Toujours seule au petit matin
Elle descend les pavés suants
Sans jamais regarder les trains
Qui sifflent fort en passant.
Le front plissé, les cheveux défaits
Elle marche le long des murs verdis
Par les pluies acides d’à côté.
Elle tousse dans ses paumes meurtries.
Son manteau usé par les mites
Montre une robe de laine bleue
Que la misère ronge et effrite
Autant que le temps vous rend vieux.
A-t-elle jamais souris cette fille
Qui à vingt ans, en paraît trente.
Elle ignore le soleil qui brille,
Les parfums et les rues élégantes.
Elle ne connaît que les pavés gris
Où jamais personne ne la salue.
Ce n’est pas qu’elle l’ait ainsi voulu !
Ce n’est rien que la faute à la vie.
Arwen Gernak
Le chemin des lunes bleues
16*12*06

Ce sera bientôt l’heure
Des âmes errantes
Ces heures angoissantes
Où même les chats se terrent
Pour ne pas sursauter de peur
En croisant un passant de misère.
Ce sera bientôt l’heure
De ceux-là qui n’ont plus
Ni terre ni mer ni ciel
Et qui marchent fourbus
En quête d’une ultime demeure
Où attendraient leurs ailes.
Ce sera bientôt l’heure
Où les honnêtes gens
S’enfouissent sous leurs draps
Y cachant de leur vie la froideur.
Doucement les aiguilles au cadran
Approchent l’heure qu’ils n’entendront pas.
Ce sera bientôt l’heure
Celle que j’attends et que j’aime
Où les ombres fuient la lumière.
Cette heure qui rend les chairs blêmes
Et les âmes glacées de terreur.
Voici l’heure des grands mystères.
Arwen Gernak
Le chemin des lunes bleues
13*12*06
Quand les initiales si chères de ton nom
Furent mises en croix par mes aveuglements,
Ton amour franc et tenace, comme un clairon
Sonna sans cesse jusqu’à percer mon néant.
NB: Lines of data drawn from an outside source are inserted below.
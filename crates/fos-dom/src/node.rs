//! DOM Node
//!
//! Nodes live in the `DomTree` arena and link to each other by `NodeId`.

use crate::{NamedNodeMap, NodeId};

/// DOM Node - Core structure
#[derive(Debug)]
pub struct Node {
    /// Parent node (NONE if detached or root)
    pub parent: NodeId,
    /// Children in tree order
    pub children: Vec<NodeId>,
    /// Node-specific data
    pub data: NodeData,
}

impl Node {
    /// Create a new element node
    pub fn element(tag: &str) -> Self {
        Self::with_data(NodeData::Element(ElementData::new(tag)))
    }

    /// Create a new text node
    pub fn text(content: impl Into<String>) -> Self {
        Self::with_data(NodeData::Text(content.into()))
    }

    /// Create a document node
    pub fn document() -> Self {
        Self::with_data(NodeData::Document)
    }

    fn with_data(data: NodeData) -> Self {
        Self {
            parent: NodeId::NONE,
            children: Vec::new(),
            data,
        }
    }

    /// Check if this is an element
    #[inline]
    pub fn is_element(&self) -> bool {
        matches!(self.data, NodeData::Element(_))
    }

    /// Check if this is text
    #[inline]
    pub fn is_text(&self) -> bool {
        matches!(self.data, NodeData::Text(_))
    }

    /// Get element data if this is an element
    #[inline]
    pub fn as_element(&self) -> Option<&ElementData> {
        match &self.data {
            NodeData::Element(e) => Some(e),
            _ => None,
        }
    }

    /// Get mutable element data
    #[inline]
    pub fn as_element_mut(&mut self) -> Option<&mut ElementData> {
        match &mut self.data {
            NodeData::Element(e) => Some(e),
            _ => None,
        }
    }

    /// Get text content if this is a text node
    #[inline]
    pub fn as_text(&self) -> Option<&str> {
        match &self.data {
            NodeData::Text(t) => Some(t),
            _ => None,
        }
    }
}

/// Node-specific data
#[derive(Debug)]
pub enum NodeData {
    /// Document root
    Document,
    /// Element
    Element(ElementData),
    /// Text content
    Text(String),
}

/// Element-specific data
#[derive(Debug)]
pub struct ElementData {
    /// Lowercased tag name
    pub tag: String,
    /// Attributes in insertion order
    pub attrs: NamedNodeMap,
}

impl ElementData {
    pub fn new(tag: &str) -> Self {
        Self {
            tag: tag.to_ascii_lowercase(),
            attrs: NamedNodeMap::new(),
        }
    }

    /// Get an attribute value
    pub fn get_attr(&self, name: &str) -> Option<&str> {
        self.attrs.get_attribute(name)
    }
}
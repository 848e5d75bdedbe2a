//! Data models: configuration and extraction request/result types.

pub mod config;
pub mod table;

pub use config::{HarvestConfig, LlmConfig, ModelConfig, OcrConfig, PdfConfig};
pub use table::{ExtractionOutcome, ExtractionRequest, OutputFormat, Row, PAGE_NUMBER_COLUMN};
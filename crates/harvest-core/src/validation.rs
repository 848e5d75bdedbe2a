//! Checks on user-supplied page ranges, applied before a run starts.

use crate::error::ValidationError;

/// Validate an offset/limit pair against a document's page count.
///
/// The core page loop clamps silently; front ends call this first so the
/// user sees why a range selects nothing.
pub fn validate_page_range(
    offset: usize,
    limit: Option<usize>,
    total_pages: usize,
) -> Result<(usize, Option<usize>), ValidationError> {
    if total_pages == 0 {
        return Err(ValidationError::NoPages);
    }
    if limit == Some(0) {
        return Err(ValidationError::InvalidLimit);
    }
    if offset >= total_pages {
        return Err(ValidationError::OffsetOutOfRange);
    }
    Ok((offset, limit))
}

#[cfg(test)]
mod tests {
    use super::*;
    use pretty_assertions::assert_eq;

    #[test]
    fn test_valid_ranges() {
        assert_eq!(validate_page_range(0, None, 3), Ok((0, None)));
        assert_eq!(validate_page_range(2, Some(1), 3), Ok((2, Some(1))));
        // limits past the end are clamped later, not rejected
        assert_eq!(validate_page_range(1, Some(50), 3), Ok((1, Some(50))));
    }

    #[test]
    fn test_invalid_ranges() {
        assert_eq!(validate_page_range(0, None, 0), Err(ValidationError::NoPages));
        assert_eq!(validate_page_range(0, Some(0), 3), Err(ValidationError::InvalidLimit));
        assert_eq!(validate_page_range(3, None, 3), Err(ValidationError::OffsetOutOfRange));
    }

    #[test]
    fn test_messages() {
        assert_eq!(ValidationError::NoPages.to_string(), "PDF has no pages.");
        assert_eq!(
            ValidationError::InvalidLimit.to_string(),
            "Limit pages must be a positive integer."
        );
        assert_eq!(
            ValidationError::OffsetOutOfRange.to_string(),
            "Page offset is beyond the total number of pages."
        );
    }
}
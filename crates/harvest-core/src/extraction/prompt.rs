//! Per-page prompt construction.

use serde::Serialize;

use crate::models::table::OutputFormat;

/// Notice sent in place of page text when a page yielded nothing.
pub const EMPTY_PAGE_NOTICE: &str =
    "[This page appears to be empty or contains only images/graphics with no extractable text.]";

/// Chat message role.
#[derive(Debug, Clone, Copy, PartialEq, Eq, Serialize)]
#[serde(rename_all = "lowercase")]
pub enum Role {
    System,
    User,
}

/// A single chat message.
#[derive(Debug, Clone, PartialEq, Eq, Serialize)]
pub struct Message {
    pub role: Role,
    pub content: String,
}

/// The request sent to the model for one page.
#[derive(Debug, Clone, PartialEq, Eq)]
pub struct PagePrompt {
    /// One-based page number the prompt describes.
    pub page: u32,
    /// Whether this page is asked to emit the header row.
    pub include_header: bool,
    /// System instructions followed by the page message.
    pub messages: Vec<Message>,
}

/// Fixed instructions, identical for every page of every run.
fn system_instructions(format: OutputFormat) -> String {
    format!(
        "You are a precise data extraction assistant. \
         Use only the provided PDF page content. \
         Return results in {format} format. \
         Include a column named page_number as the first column. \
         If include_header is 'yes', include a header row. \
         If include_header is 'no', do not include a header row. \
         Use a consistent column order and field format on every page. \
         Extract all data that matches the user request; do not omit fields. \
         Do not wrap the output in code fences. \
         If something is not present on that page, respond with 'Not found'.",
        format = format.token()
    )
}

/// Page context block: the page label followed by its text or the empty notice.
pub fn page_context(page: u32, text: &str) -> String {
    if text.trim().is_empty() {
        format!("[Page {}]\n{}", page, EMPTY_PAGE_NOTICE)
    } else {
        format!("[Page {}]\n{}", page, text)
    }
}

/// Build the prompt for one page.
pub fn build_prompt(
    intent: &str,
    page: u32,
    page_text: &str,
    format: OutputFormat,
    include_header: bool,
) -> PagePrompt {
    let user = format!(
        "User request: {}\n\ninclude_header: {}\n\nPDF page content:\n{}",
        intent,
        if include_header { "yes" } else { "no" },
        page_context(page, page_text)
    );

    PagePrompt {
        page,
        include_header,
        messages: vec![
            Message {
                role: Role::System,
                content: system_instructions(format),
            },
            Message {
                role: Role::User,
                content: user,
            },
        ],
    }
}

#[cfg(test)]
mod tests {
    use super::*;
    use pretty_assertions::assert_eq;

    #[test]
    fn test_prompt_shape() {
        let prompt = build_prompt("get totals", 3, "Total: 10", OutputFormat::Tsv, true);
        assert_eq!(prompt.messages.len(), 2);
        assert_eq!(prompt.messages[0].role, Role::System);
        assert!(prompt.messages[0].content.contains("in TSV format"));
        assert!(prompt.messages[0].content.contains("page_number as the first column"));
        assert!(prompt.messages[0].content.contains("'Not found'"));
        assert_eq!(
            prompt.messages[1].content,
            "User request: get totals\n\ninclude_header: yes\n\nPDF page content:\n[Page 3]\nTotal: 10"
        );
    }

    #[test]
    fn test_empty_page_notice() {
        let prompt = build_prompt("q", 7, "   ", OutputFormat::Csv, false);
        let user = &prompt.messages[1].content;
        assert!(user.contains("include_header: no"));
        assert!(user.ends_with(&format!("[Page 7]\n{}", EMPTY_PAGE_NOTICE)));
    }

    #[test]
    fn test_system_instructions_stable_across_pages() {
        let first = build_prompt("q", 1, "a", OutputFormat::Csv, true);
        let later = build_prompt("q", 9, "b", OutputFormat::Csv, false);
        assert_eq!(first.messages[0], later.messages[0]);
    }
}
L’amour patient jamais ne perd la face :
Vient toujours l’heure où sa victoire
Eclate comme les couches de glaces
Des étangs emprisonnés par les blizzards.
Les crucifix sont grands palais de charité ;
Qui les érige, finit par s’y agenouiller.
Aujourd’hui, sur mes joues mouillées
Des roses de baiser fleurissent en Ave.
Aux margelles bleues de mes toutes jeunes nuits
Tu veilles encore, comme ces anges silencieux
Que, si souvent, par sottise, le monde oublie.
J’ose, au sortir du désert, ouvrir les yeux.